• [TASK TO COMPLETE] Transcribe only the lines between the first line of the records and the line containing "e.g. the version", inclusive, exactly as written.

*** Opening of PROVIDED RECORDS ***

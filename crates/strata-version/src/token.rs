//! Version token parsing and ordering.

use std::fmt;

use crate::error::VersionError;

/// One segment of a token: a run of letters/underscores or a run of digits.
///
/// Alphabetic subtokens always order before numeric ones, so `beta` < `1`
/// and `gamma33` < `33gamma`. Alphabetic comparison is bytewise (`_` sorts
/// before `a`..`z`); numeric comparison is numeric. Zero padding is rejected
/// at parse time, so no padding tie-break exists.
#[derive(Debug, Clone, PartialEq, Eq, PartialOrd, Ord, Hash)]
enum SubToken {
    Alphabetic(String),
    Numeric(u64),
}

impl fmt::Display for SubToken {
    fn fmt(&self, f: &mut fmt::Formatter<'_>) -> fmt::Result {
        match self {
            SubToken::Alphabetic(s) => f.write_str(s),
            SubToken::Numeric(n) => write!(f, "{n}"),
        }
    }
}

/// Token within a version number.
///
/// A token is the part of a version number that appears between delimiters,
/// e.g. the version `2.3.7b` contains the tokens `2`, `3` and `7b`. Tokens
/// may contain lowercase letters, digits and underscores; in practice almost
/// every token is a plain number or a single letter, and the underscore
/// appears only in the "next version" sentinel produced by [`next`].
///
/// [`next`]: VersionToken::next
#[derive(Debug, Clone, PartialEq, Eq, PartialOrd, Ord, Hash)]
pub struct VersionToken {
    subtokens: Vec<SubToken>,
}

impl VersionToken {
    /// Parse a token string, e.g. `"7"`, `"b"` or `"alpha3"`.
    pub fn parse(token: &str) -> Result<VersionToken, VersionError> {
        if token.is_empty() {
            return Err(VersionError::token(token, "empty token"));
        }

        let mut subtokens = Vec::new();
        let mut run = String::new();
        let mut run_is_digits = false;

        for ch in token.chars() {
            let is_digit = ch.is_ascii_digit();
            if !is_digit && !ch.is_ascii_lowercase() && ch != '_' {
                return Err(VersionError::token(
                    token,
                    format!("unexpected character '{ch}'"),
                ));
            }
            if !run.is_empty() && is_digit != run_is_digits {
                subtokens.push(Self::close_run(token, &run, run_is_digits)?);
                run.clear();
            }
            run_is_digits = is_digit;
            run.push(ch);
        }
        subtokens.push(Self::close_run(token, &run, run_is_digits)?);

        Ok(VersionToken { subtokens })
    }

    fn close_run(token: &str, run: &str, is_digits: bool) -> Result<SubToken, VersionError> {
        if !is_digits {
            return Ok(SubToken::Alphabetic(run.to_string()));
        }
        if run.len() > 1 && run.starts_with('0') {
            return Err(VersionError::token(token, "zero-padded numeric token"));
        }
        let n: u64 = run
            .parse()
            .map_err(|_| VersionError::token(token, "numeric component out of range"))?;
        Ok(SubToken::Numeric(n))
    }

    /// True for the plain numeric token `0`.
    pub(crate) fn is_zero(&self) -> bool {
        self.subtokens == [SubToken::Numeric(0)]
    }

    /// The next largest token.
    ///
    /// The result is greater than this token and greater than any token that
    /// extends it, e.g. `next("5")` is `5_`, which sorts above `5` but below
    /// `6`.
    pub fn next(&self) -> VersionToken {
        let mut subtokens = self.subtokens.clone();
        match subtokens.last_mut() {
            Some(SubToken::Alphabetic(s)) => s.push('_'),
            _ => subtokens.push(SubToken::Alphabetic("_".to_string())),
        }
        VersionToken { subtokens }
    }
}

impl fmt::Display for VersionToken {
    fn fmt(&self, f: &mut fmt::Formatter<'_>) -> fmt::Result {
        for sub in &self.subtokens {
            write!(f, "{sub}")?;
        }
        Ok(())
    }
}

#[cfg(test)]
mod tests {
    use super::*;

    fn tok(s: &str) -> VersionToken {
        VersionToken::parse(s).unwrap()
    }

    #[test]
    fn numeric_ordering() {
        assert!(tok("3") < tok("4"));
        assert!(tok("9") < tok("10"));
    }

    #[test]
    fn alphas_before_numbers() {
        assert!(tok("beta") < tok("1"));
        assert!(tok("gamma33") < tok("33gamma"));
    }

    #[test]
    fn alpha_ordering() {
        assert!(tok("alpha3") < tok("alpha4"));
        assert!(tok("alpha") < tok("alpha3"));
        assert!(tok("a") < tok("b"));
    }

    #[test]
    fn underscore_sorts_below_letters() {
        assert!(tok("_") < tok("a"));
    }

    #[test]
    fn next_is_tight_upper_bound() {
        assert_eq!(tok("5").next(), tok("5_"));
        assert!(tok("5") < tok("5").next());
        assert!(tok("5").next() < tok("6"));
        assert_eq!(tok("alpha").next().to_string(), "alpha_");
    }

    #[test]
    fn rejects_bad_tokens() {
        assert!(VersionToken::parse("").is_err());
        assert!(VersionToken::parse("03").is_err());
        assert!(VersionToken::parse("1A").is_err());
        assert!(VersionToken::parse("1.2").is_err());
        assert!(VersionToken::parse("ä").is_err());
    }

    #[test]
    fn zero_alone_is_fine() {
        assert_eq!(tok("0").to_string(), "0");
    }

    #[test]
    fn display_round_trip() {
        for s in ["0", "12", "alpha3", "3_", "beta"] {
            assert_eq!(tok(s).to_string(), s);
        }
    }
}
//! Package providers and the per-resolve variant cache.

use std::collections::HashMap;
use std::rc::Rc;
use std::sync::Arc;

use strata_version::{Requirement, VersionError, VersionRange, VersionedObject};
use tracing::trace;

use crate::fail::SolverError;
use crate::order::PackageOrderList;
use crate::package::{Package, PackageVariant, Variant};
use crate::scope::VariantSlice;

/// Source of candidate packages for the solver.
///
/// The solver performs no storage access of its own; all candidate lookups
/// go through this interface. Implementations must present a stable,
/// order-stable snapshot for the duration of one resolve.
pub trait PackageProvider {
    /// Candidate packages of a family, optionally narrowed to a range.
    fn iter_packages(&self, name: &str, range: Option<&VersionRange>) -> Vec<Package>;

    /// The variants of a package, in variant-index order. A package without
    /// variants yields a single index-less variant.
    fn iter_variants(&self, package: &Package) -> Vec<Variant> {
        if package.variants.is_empty() {
            vec![Variant {
                index: None,
                requires: Vec::new(),
            }]
        } else {
            package
                .variants
                .iter()
                .enumerate()
                .map(|(index, requires)| Variant {
                    index: Some(index),
                    requires: requires.clone(),
                })
                .collect()
        }
    }
}

/// A simple in-memory provider: the reference implementation of the
/// provider contract, and the backing store for solver tests.
#[derive(Debug, Clone, Default)]
pub struct MemoryRepository {
    families: HashMap<String, Vec<Package>>,
}

impl MemoryRepository {
    pub fn new() -> MemoryRepository {
        MemoryRepository::default()
    }

    /// Add a package described by an object string and requirement strings,
    /// e.g. `add("python-2.6.8", &[])`.
    pub fn add(&mut self, object: &str, requires: &[&str]) -> Result<(), VersionError> {
        let package = Self::build(object, requires)?;
        self.add_package(package);
        Ok(())
    }

    /// Like [`add`], with a release timestamp.
    ///
    /// [`add`]: MemoryRepository::add
    pub fn add_at(
        &mut self,
        object: &str,
        timestamp: i64,
        requires: &[&str],
    ) -> Result<(), VersionError> {
        let mut package = Self::build(object, requires)?;
        package.timestamp = Some(timestamp);
        self.add_package(package);
        Ok(())
    }

    /// Like [`add`], with a variant build matrix.
    ///
    /// [`add`]: MemoryRepository::add
    pub fn add_with_variants(
        &mut self,
        object: &str,
        requires: &[&str],
        variants: &[&[&str]],
    ) -> Result<(), VersionError> {
        let mut package = Self::build(object, requires)?;
        for variant in variants {
            package.variants.push(Self::parse_requires(variant)?);
        }
        self.add_package(package);
        Ok(())
    }

    /// Add a fully built package.
    pub fn add_package(&mut self, package: Package) {
        self.families
            .entry(package.name.clone())
            .or_default()
            .push(package);
    }

    fn build(object: &str, requires: &[&str]) -> Result<Package, VersionError> {
        let object = VersionedObject::parse(object)?;
        let mut package = Package::new(object.name(), object.version().clone());
        package.requires = Self::parse_requires(requires)?;
        Ok(package)
    }

    fn parse_requires(requires: &[&str]) -> Result<Vec<Requirement>, VersionError> {
        requires.iter().map(|s| Requirement::parse(s)).collect()
    }
}

impl PackageProvider for MemoryRepository {
    fn iter_packages(&self, name: &str, range: Option<&VersionRange>) -> Vec<Package> {
        match self.families.get(name) {
            None => Vec::new(),
            Some(packages) => packages
                .iter()
                .filter(|p| range.map_or(true, |r| r.contains_version(&p.version)))
                .cloned()
                .collect(),
        }
    }
}

/// Result of a candidate lookup through the cache.
pub(crate) enum SliceLookup {
    /// The family does not exist at all.
    FamilyMissing,
    /// The family exists, but no version falls inside the range.
    NoneInRange,
    Slice(VariantSlice),
}

/// Expanded candidate list of one family, in trial-priority order.
/// Variants of the same package version stay contiguous.
struct VariantList {
    entries: Vec<Arc<PackageVariant>>,
}

/// Per-resolve candidate cache.
///
/// Each family is queried from the provider exactly once per resolve and
/// the expanded variants are kept for the lifetime of the cache. This is
/// what insulates a running resolve from changes to the backing store, and
/// where the configured ordering policy is applied.
pub(crate) struct VariantCache<'a> {
    provider: &'a dyn PackageProvider,
    orderers: PackageOrderList,
    building: bool,
    lists: HashMap<String, Option<Rc<VariantList>>>,
}

impl<'a> VariantCache<'a> {
    pub fn new(
        provider: &'a dyn PackageProvider,
        orderers: PackageOrderList,
        building: bool,
    ) -> VariantCache<'a> {
        VariantCache {
            provider,
            orderers,
            building,
            lists: HashMap::new(),
        }
    }

    fn family(&mut self, name: &str) -> Result<Option<Rc<VariantList>>, SolverError> {
        if let Some(cached) = self.lists.get(name) {
            return Ok(cached.clone());
        }

        let mut packages = self.provider.iter_packages(name, None);
        let list = if packages.is_empty() {
            None
        } else {
            packages.sort_by(|a, b| b.version.cmp(&a.version));
            let packages = self.orderers.order(packages);

            let mut entries = Vec::new();
            for package in &packages {
                for variant in self.provider.iter_variants(package) {
                    let mut requires = package.requires.clone();
                    if self.building {
                        requires.extend(package.build_requires.iter().cloned());
                    }
                    requires.extend(variant.requires);
                    entries.push(Arc::new(PackageVariant::new(
                        name,
                        package.version.clone(),
                        variant.index,
                        &requires,
                    )?));
                }
            }
            trace!(family = name, candidates = entries.len(), "loaded family");
            Some(Rc::new(VariantList { entries }))
        };

        self.lists.insert(name.to_string(), list.clone());
        Ok(list)
    }

    /// The candidates of `name` that fall within `range`, in trial order.
    pub fn variant_slice(
        &mut self,
        name: &str,
        range: &VersionRange,
    ) -> Result<SliceLookup, SolverError> {
        match self.family(name)? {
            None => Ok(SliceLookup::FamilyMissing),
            Some(list) => {
                let variants: Vec<Arc<PackageVariant>> = list
                    .entries
                    .iter()
                    .filter(|v| range.contains_version(v.version()))
                    .cloned()
                    .collect();
                if variants.is_empty() {
                    Ok(SliceLookup::NoneInRange)
                } else {
                    Ok(SliceLookup::Slice(VariantSlice::new(name, variants)))
                }
            }
        }
    }
}

#[cfg(test)]
mod tests {
    use super::*;
    use std::cell::Cell;

    /// Provider that counts lookups, to pin down the one-load-per-family
    /// cache contract.
    struct CountingProvider {
        repository: MemoryRepository,
        lookups: Cell<usize>,
    }

    impl PackageProvider for CountingProvider {
        fn iter_packages(&self, name: &str, range: Option<&VersionRange>) -> Vec<Package> {
            self.lookups.set(self.lookups.get() + 1);
            self.repository.iter_packages(name, range)
        }
    }

    #[test]
    fn memory_repository_filters_by_range() {
        let mut repo = MemoryRepository::new();
        repo.add("python-2.5.2", &[]).unwrap();
        repo.add("python-2.6.8", &[]).unwrap();
        repo.add("python-2.7.0", &[]).unwrap();

        let range = VersionRange::parse("2.6").unwrap();
        let packages = repo.iter_packages("python", Some(&range));
        assert_eq!(packages.len(), 1);
        assert_eq!(packages[0].version.to_string(), "2.6.8");
        assert!(repo.iter_packages("ruby", None).is_empty());
    }

    #[test]
    fn variants_expand_in_index_order() {
        let mut repo = MemoryRepository::new();
        repo.add_with_variants(
            "multi-1.0",
            &["base"],
            &[&["python-2.6"], &["python-2.7"]],
        )
        .unwrap();
        let package = &repo.iter_packages("multi", None)[0];
        let variants = repo.iter_variants(package);
        assert_eq!(variants.len(), 2);
        assert_eq!(variants[0].index, Some(0));
        assert_eq!(variants[1].index, Some(1));
    }

    #[test]
    fn cache_loads_each_family_once() {
        let mut repository = MemoryRepository::new();
        repository.add("python-2.5.2", &[]).unwrap();
        repository.add("python-2.6.8", &[]).unwrap();
        let provider = CountingProvider {
            repository,
            lookups: Cell::new(0),
        };

        let mut cache = VariantCache::new(&provider, PackageOrderList::default(), false);
        let any = VersionRange::any();
        let narrow = VersionRange::parse("2.5").unwrap();

        assert!(matches!(
            cache.variant_slice("python", &any),
            Ok(SliceLookup::Slice(_))
        ));
        assert!(matches!(
            cache.variant_slice("python", &narrow),
            Ok(SliceLookup::Slice(_))
        ));
        assert!(matches!(
            cache.variant_slice("python", &VersionRange::parse("9").unwrap()),
            Ok(SliceLookup::NoneInRange)
        ));
        assert_eq!(provider.lookups.get(), 1);

        assert!(matches!(
            cache.variant_slice("ruby", &any),
            Ok(SliceLookup::FamilyMissing)
        ));
        assert_eq!(provider.lookups.get(), 2);
    }

    #[test]
    fn cache_candidates_are_latest_first() {
        let mut repository = MemoryRepository::new();
        repository.add("python-2.5.2", &[]).unwrap();
        repository.add("python-2.7.0", &[]).unwrap();
        repository.add("python-2.6.8", &[]).unwrap();

        let mut cache = VariantCache::new(&repository, PackageOrderList::default(), false);
        let lookup = cache.variant_slice("python", &VersionRange::any()).unwrap();
        let SliceLookup::Slice(slice) = lookup else {
            panic!("expected a slice");
        };
        let versions: Vec<String> = slice
            .variants()
            .iter()
            .map(|v| v.version().to_string())
            .collect();
        assert_eq!(versions, ["2.7.0", "2.6.8", "2.5.2"]);
    }
}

*** Close of PROVIDED RECORDS ***

• [TASK ANSWER]
filename crates/strata-version/src/token.rs
//! Version token parsing and ordering.

use std::fmt;

use crate::error::VersionError;

/// One segment of a token: a run of letters/underscores or a run of digits.
///
/// Alphabetic subtokens always order before numeric ones, so `beta` < `1`
/// and `gamma33` < `33gamma`. Alphabetic comparison is bytewise (`_` sorts
/// before `a`..`z`); numeric comparison is numeric. Zero padding is rejected
/// at parse time, so no padding tie-break exists.
#[derive(Debug, Clone, PartialEq, Eq, PartialOrd, Ord, Hash)]
enum SubToken {
    Alphabetic(String),
    Numeric(u64),
}

impl fmt::Display for SubToken {
    fn fmt(&self, f: &mut fmt::Formatter<'_>) -> fmt::Result {
        match self {
            SubToken::Alphabetic(s) => f.write_str(s),
            SubToken::Numeric(n) => write!(f, "{n}"),
        }
    }
}

/// Token within a version number.
///
/// A token is the part of a version number that appears between delimiters,
/// e.g. the version `2.3.7b` contains the tokens `2`, `3` and `7b`. Tokens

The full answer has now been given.